### Exercise brief
The expected answer comprises all lines from the entries that contain the string "singleline".

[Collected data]
══════════════════════════════

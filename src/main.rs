use std::path::{Path, PathBuf};

use anyhow::{anyhow, Context};
use clap::{Parser, Subcommand};
use tracing::debug;
use tree_sitter::Point;

use syntax_query::config::EngineConfig;
use syntax_query::document::{SourceDocument, TextDocument};
use syntax_query::engine::SyntaxEngine;
use syntax_query::grammars::SupportedLanguage;
use syntax_query::logging::init_logger;
use syntax_query::parsers::position_utils::TextRange;
use syntax_query::queries::QueryPurpose;
use syntax_query::tree_sitter::{QueryResult, QueryWrapper};

/// Parse a source file and answer structural questions about it
#[derive(Parser, Debug)]
#[command(name = "syntax-query", version, about)]
struct Cli {
    /// Editor language identifier; inferred from the file extension when omitted
    #[arg(long, global = true)]
    language: Option<String>,

    /// Directory of tree-sitter grammar shared libraries
    #[arg(long, global = true)]
    grammar_dir: Option<PathBuf>,

    /// Disable ANSI colors in log output
    #[arg(long, global = true)]
    no_color: bool,

    /// Log level filter (overrides RUST_LOG)
    #[arg(long, global = true)]
    log_level: Option<String>,

    #[command(subcommand)]
    command: Command,
}

#[derive(Subcommand, Debug)]
enum Command {
    /// Print the syntax tree as an S-expression
    Tree { file: PathBuf },
    /// Run one pattern purpose and print its raw captures
    Query {
        file: PathBuf,
        /// Purpose name, e.g. `enclosingFunction`
        #[arg(long)]
        purpose: String,
        #[arg(long, default_value_t = 0)]
        line: usize,
        #[arg(long, default_value_t = 0)]
        column: usize,
    },
    /// Innermost function, documentable node, testable node or trigger at a position
    Lookup {
        file: PathBuf,
        #[arg(long, value_parser = parse_wrapper)]
        kind: QueryWrapper,
        #[arg(long)]
        line: usize,
        #[arg(long)]
        column: usize,
    },
    /// Largest node around a position within a character budget
    Enclosing {
        file: PathBuf,
        #[arg(long)]
        line: usize,
        #[arg(long)]
        column: usize,
        #[arg(long, default_value_t = 1000)]
        limit: usize,
        /// Widen the result to whole lines
        #[arg(long)]
        full_line: bool,
    },
    /// Most recent distinct identifiers before a position
    Identifiers {
        file: PathBuf,
        #[arg(long)]
        line: usize,
        #[arg(long)]
        column: usize,
        #[arg(short, long, default_value_t = 10)]
        count: usize,
    },
    /// Completion intent at a cursor
    Intent {
        file: PathBuf,
        #[arg(long)]
        line: usize,
        #[arg(long)]
        column: usize,
    },
}

impl Command {
    fn file(&self) -> &Path {
        match self {
            Command::Tree { file }
            | Command::Query { file, .. }
            | Command::Lookup { file, .. }
            | Command::Enclosing { file, .. }
            | Command::Identifiers { file, .. }
            | Command::Intent { file, .. } => file,
        }
    }
}

fn parse_wrapper(value: &str) -> Result<QueryWrapper, String> {
    match value {
        "enclosing-function" => Ok(QueryWrapper::EnclosingFunction),
        "documentable-node" => Ok(QueryWrapper::DocumentableNode),
        "testable-node" => Ok(QueryWrapper::TestableNode),
        "singleline-trigger" => Ok(QueryWrapper::SinglelineTrigger),
        other => Err(format!(
            "unknown lookup '{}' (expected enclosing-function, documentable-node, testable-node or singleline-trigger)",
            other
        )),
    }
}

fn language_for_path(path: &Path) -> Option<&'static str> {
    match path.extension()?.to_str()? {
        "js" | "mjs" | "cjs" => Some("javascript"),
        "jsx" => Some("javascriptreact"),
        "ts" | "mts" | "cts" => Some("typescript"),
        "tsx" => Some("typescriptreact"),
        "py" => Some("python"),
        "go" => Some("go"),
        "rs" => Some("rust"),
        _ => None,
    }
}

fn format_range(range: TextRange) -> String {
    format!(
        "{}:{}-{}:{}",
        range.start.row, range.start.column, range.end.row, range.end.column
    )
}

#[tokio::main]
async fn main() -> anyhow::Result<()> {
    let cli = Cli::parse();
    let _guard = init_logger(cli.no_color, cli.log_level.as_deref(), false)?;

    let file = cli.command.file();
    let language_id = match &cli.language {
        Some(language) => language.clone(),
        None => language_for_path(file)
            .map(str::to_string)
            .ok_or_else(|| anyhow!("cannot infer a language for {}; pass --language", file.display()))?,
    };
    if SupportedLanguage::from_language_id(&language_id).is_none() {
        anyhow::bail!("language '{}' is not supported", language_id);
    }

    let text = std::fs::read_to_string(file).with_context(|| format!("reading {}", file.display()))?;
    let document = SourceDocument::new(format!("file://{}", file.display()), language_id, &text);

    let mut config = EngineConfig::from_env_or_default(None);
    if let Some(dir) = &cli.grammar_dir {
        config.grammar_dir = Some(dir.clone());
    }
    let engine = SyntaxEngine::new(config);
    let cached = engine
        .open(&document)
        .await?
        .ok_or_else(|| anyhow!("{} exceeds the line ceiling", file.display()))?;
    debug!("Parsed {} ({} lines)", document.uri(), document.line_count());

    match &cli.command {
        Command::Tree { .. } => {
            println!("{}", cached.tree.root_node().to_sexp());
        }
        Command::Query {
            purpose, line, column, ..
        } => {
            let purpose: QueryPurpose = purpose.parse()?;
            let position = Point::new(*line, *column);
            let lines = engine.with_query_sdk(&document, |sdk| {
                sdk.captures(purpose, position, Point::new(line + document.line_count(), 0))
                    .iter()
                    .map(|capture| {
                        format!(
                            "@{} {} {:?}",
                            capture.name,
                            format_range(capture.range()),
                            capture.text(sdk.source())
                        )
                    })
                    .collect::<Vec<_>>()
            });
            for line in lines.unwrap_or_default() {
                println!("{}", line);
            }
        }
        Command::Lookup { kind, line, column, .. } => {
            let position = Point::new(*line, *column);
            let answer = engine.with_query_sdk(&document, |sdk| match sdk.run(*kind, position, position) {
                QueryResult::Capture(Some(capture)) => {
                    format!("@{} {}", capture.name, format_range(capture.range()))
                }
                QueryResult::Documentable(Some(node)) => format!(
                    "symbol={} range={} insertion={:?} show_hint={}",
                    node.symbol
                        .as_ref()
                        .map(|symbol| symbol.text(sdk.source()).to_string())
                        .unwrap_or_default(),
                    node.range
                        .as_ref()
                        .map(|range| format_range(range.range()))
                        .unwrap_or_default(),
                    node.insertion_point,
                    node.show_hint
                ),
                _ => "none".to_string(),
            });
            println!("{}", answer.unwrap_or_else(|| "none".to_string()));
        }
        Command::Enclosing {
            line,
            column,
            limit,
            full_line,
            ..
        } => {
            let position = Point::new(*line, *column);
            if let Some(range) = engine.enclosing_node_within_char_limit(&document, position, *limit, *full_line) {
                println!("{}", format_range(range));
                println!("{}", document.text_in_range(range));
            }
        }
        Command::Identifiers {
            line, column, count, ..
        } => {
            for identifier in engine.last_n_identifiers(&document, Point::new(*line, *column), *count) {
                println!("{}", identifier);
            }
        }
        Command::Intent { line, column, .. } => match engine.completion_intent(&document, Point::new(*line, *column)) {
            Some((intent, range)) => println!("{} {}", intent, format_range(range)),
            None => println!("none"),
        },
    }

    Ok(())
}

#[cfg(test)]
mod tests {
    use super::*;

    #[test]
    fn test_parse_intent_command() {
        let cli = Cli::try_parse_from([
            "syntax-query",
            "intent",
            "src/app.ts",
            "--line",
            "3",
            "--column",
            "7",
            "--no-color",
        ])
        .unwrap();

        assert!(cli.no_color);
        match cli.command {
            Command::Intent { file, line, column } => {
                assert_eq!(file, PathBuf::from("src/app.ts"));
                assert_eq!((line, column), (3, 7));
            }
            other => panic!("unexpected command {:?}", other),
        }
    }

    #[test]
    fn test_lookup_kind_is_validated() {
        let ok = Cli::try_parse_from([
            "syntax-query", "lookup", "a.py", "--kind", "documentable-node", "--line", "0", "--column", "4",
        ]);
        assert!(ok.is_ok());

        let bad = Cli::try_parse_from([
            "syntax-query", "lookup", "a.py", "--kind", "everything", "--line", "0", "--column", "4",
        ]);
        assert!(bad.is_err());
    }

    #[test]
    fn test_language_inferred_from_extension() {
        assert_eq!(language_for_path(Path::new("a/b.tsx")), Some("typescriptreact"));
        assert_eq!(language_for_path(Path::new("main.rs")), Some("rust"));
        assert_eq!(language_for_path(Path::new("README")), None);
    }
}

══════════════════════════════

### Completed exercise
        "singleline-trigger" => Ok(QueryWrapper::SinglelineTrigger),
            "unknown lookup '{}' (expected enclosing-function, documentable-node, testable-node or singleline-trigger)",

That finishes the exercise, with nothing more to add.